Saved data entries
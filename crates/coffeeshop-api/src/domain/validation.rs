//! Input validation for drink payloads
//!
//! Every violation is collected so the client can show all of them at once.

use crate::domain::{DrinkChanges, Ingredient, NewDrink};
use serde::{Deserialize, Serialize};
use serde_json::{Map, Value};
use utoipa::ToSchema;

#[derive(Debug, Clone, Copy, PartialEq, Eq, Serialize, Deserialize, ToSchema)]
#[serde(rename_all = "snake_case")]
pub enum InputErrorKind {
    AttributeRequired,
    InvalidType,
    OutOfRange,
}

/// One rejected attribute of a request body
#[derive(Debug, Clone, PartialEq, Eq, Serialize, Deserialize, ToSchema)]
pub struct InputError {
    pub attribute: String,
    #[serde(rename = "type")]
    pub kind: InputErrorKind,
    pub message: String,
}

impl InputError {
    fn required(attribute: impl Into<String>) -> Self {
        let attribute = attribute.into();
        Self {
            message: format!("The attribute \"{attribute}\" is required."),
            attribute,
            kind: InputErrorKind::AttributeRequired,
        }
    }

    fn expected(attribute: impl Into<String>, what: &str) -> Self {
        let attribute = attribute.into();
        Self {
            message: format!("Expected \"{attribute}\" to be {what}."),
            attribute,
            kind: InputErrorKind::InvalidType,
        }
    }

    fn out_of_range(attribute: impl Into<String>) -> Self {
        let attribute = attribute.into();
        Self {
            message: format!(
                "The value of \"{attribute}\" must be between {} and {}.",
                i64::MIN,
                i64::MAX
            ),
            attribute,
            kind: InputErrorKind::OutOfRange,
        }
    }
}

const STRING: &str = "a string";
const INTEGER: &str = "an integer";
const OBJECTS_ARRAY: &str = "an array of objects";
const OBJECT: &str = "an object";

/// Both `title` and `recipe` are required
pub fn validate_new_drink(data: &Map<String, Value>) -> Result<NewDrink, Vec<InputError>> {
    let mut errors = Vec::new();

    let title = match data.get("title") {
        None => {
            errors.push(InputError::required("title"));
            None
        }
        Some(value) => check_title(value, &mut errors),
    };

    let recipe = match data.get("recipe") {
        None => {
            errors.push(InputError::required("recipe"));
            None
        }
        Some(value) => check_recipe(value, &mut errors),
    };

    match (title, recipe) {
        (Some(title), Some(recipe)) if errors.is_empty() => Ok(NewDrink { title, recipe }),
        _ => Err(errors),
    }
}

/// `title` and `recipe` are optional but checked when present; other keys
/// are ignored
pub fn validate_drink_changes(data: &Map<String, Value>) -> Result<DrinkChanges, Vec<InputError>> {
    let mut errors = Vec::new();

    let title = data
        .get("title")
        .and_then(|value| check_title(value, &mut errors));
    let recipe = data
        .get("recipe")
        .and_then(|value| check_recipe(value, &mut errors));

    if errors.is_empty() {
        Ok(DrinkChanges { title, recipe })
    } else {
        Err(errors)
    }
}

fn check_title(value: &Value, errors: &mut Vec<InputError>) -> Option<String> {
    match value {
        Value::String(title) => Some(title.clone()),
        _ => {
            errors.push(InputError::expected("title", STRING));
            None
        }
    }
}

fn check_recipe(value: &Value, errors: &mut Vec<InputError>) -> Option<Vec<Ingredient>> {
    let Value::Array(items) = value else {
        errors.push(InputError::expected("recipe", OBJECTS_ARRAY));
        return None;
    };

    let before = errors.len();
    let recipe: Vec<Ingredient> = items
        .iter()
        .enumerate()
        .filter_map(|(index, item)| check_ingredient(index, item, errors))
        .collect();

    (errors.len() == before).then_some(recipe)
}

fn check_ingredient(index: usize, item: &Value, errors: &mut Vec<InputError>) -> Option<Ingredient> {
    let Value::Object(fields) = item else {
        errors.push(InputError::expected(format!("recipe[{index}]"), OBJECT));
        return None;
    };

    let color = string_field(fields, index, "color", errors);
    let name = string_field(fields, index, "name", errors);

    let attribute = format!("recipe[{index}].parts");
    let parts = match fields.get("parts") {
        None => {
            errors.push(InputError::required(attribute));
            None
        }
        // booleans and floats are not integers
        Some(Value::Number(n)) if n.is_i64() => n.as_i64(),
        Some(Value::Number(n)) if n.is_u64() => {
            errors.push(InputError::out_of_range(attribute));
            None
        }
        Some(_) => {
            errors.push(InputError::expected(attribute, INTEGER));
            None
        }
    };

    Some(Ingredient {
        color: color?,
        name: name?,
        parts: parts?,
    })
}

fn string_field(
    fields: &Map<String, Value>,
    index: usize,
    key: &str,
    errors: &mut Vec<InputError>,
) -> Option<String> {
    let attribute = format!("recipe[{index}].{key}");
    match fields.get(key) {
        None => {
            errors.push(InputError::required(attribute));
            None
        }
        Some(Value::String(s)) => Some(s.clone()),
        Some(_) => {
            errors.push(InputError::expected(attribute, STRING));
            None
        }
    }
}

> Required work: Look for the line that contains "fn check_ingredient(index: usize, item: &Value, errors: &mut" in the entries above. Set it down, along with all later lines, exactly as written.

> Response to the task:
fn check_ingredient(index: usize, item: &Value, errors: &mut Vec<InputError>) -> Option<Ingredient> {
    let Value::Object(fields) = item else {
        errors.push(InputError::expected(format!("recipe[{index}]"), OBJECT));
        return None;
    };

    let color = string_field(fields, index, "color", errors);
    let name = string_field(fields, index, "name", errors);

    let attribute = format!("recipe[{index}].parts");
    let parts = match fields.get("parts") {
        None => {
            errors.push(InputError::required(attribute));
            None
        }
        // booleans and floats are not integers
        Some(Value::Number(n)) if n.is_i64() => n.as_i64(),
        Some(Value::Number(n)) if n.is_u64() => {
            errors.push(InputError::out_of_range(attribute));
            None
        }
        Some(_) => {
            errors.push(InputError::expected(attribute, INTEGER));
            None
        }
    };

    Some(Ingredient {
        color: color?,
        name: name?,
        parts: parts?,
    })
}

fn string_field(
    fields: &Map<String, Value>,
    index: usize,
    key: &str,
    errors: &mut Vec<InputError>,
) -> Option<String> {
    let attribute = format!("recipe[{index}].{key}");
    match fields.get(key) {
        None => {
            errors.push(InputError::required(attribute));
            None
        }
        Some(Value::String(s)) => Some(s.clone()),
        Some(_) => {
            errors.push(InputError::expected(attribute, STRING));
            None
        }
    }
}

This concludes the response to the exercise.